-------- Records supplied
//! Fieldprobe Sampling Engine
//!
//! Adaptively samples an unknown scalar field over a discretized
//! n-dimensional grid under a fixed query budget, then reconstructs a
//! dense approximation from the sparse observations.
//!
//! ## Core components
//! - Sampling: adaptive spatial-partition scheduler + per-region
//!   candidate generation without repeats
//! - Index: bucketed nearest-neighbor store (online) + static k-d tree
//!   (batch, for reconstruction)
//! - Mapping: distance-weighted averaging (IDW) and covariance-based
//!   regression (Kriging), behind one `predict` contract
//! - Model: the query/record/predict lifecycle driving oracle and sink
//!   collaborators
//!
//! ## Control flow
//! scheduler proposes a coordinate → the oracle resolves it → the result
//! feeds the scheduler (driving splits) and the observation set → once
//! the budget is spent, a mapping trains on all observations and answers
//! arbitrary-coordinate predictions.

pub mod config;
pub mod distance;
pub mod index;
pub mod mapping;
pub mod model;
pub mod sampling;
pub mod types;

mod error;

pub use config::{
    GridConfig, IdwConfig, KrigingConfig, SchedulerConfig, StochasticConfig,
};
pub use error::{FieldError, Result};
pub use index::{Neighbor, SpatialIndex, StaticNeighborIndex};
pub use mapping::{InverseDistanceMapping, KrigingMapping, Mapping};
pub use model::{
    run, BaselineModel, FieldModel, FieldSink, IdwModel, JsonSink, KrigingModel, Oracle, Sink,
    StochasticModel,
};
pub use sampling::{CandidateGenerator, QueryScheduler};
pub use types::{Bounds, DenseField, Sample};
----------------
| Exercise |
In the listing above, find the line with "(batch, for reconstruction)" and the line with "## Control flow"; output exactly those lines and all lines between them.

| Output of the exercise |
//!   (batch, for reconstruction)
//! - Mapping: distance-weighted averaging (IDW) and covariance-based
//!   regression (Kriging), behind one `predict` contract
//! - Model: the query/record/predict lifecycle driving oracle and sink
//!   collaborators
//!
//! ## Control flow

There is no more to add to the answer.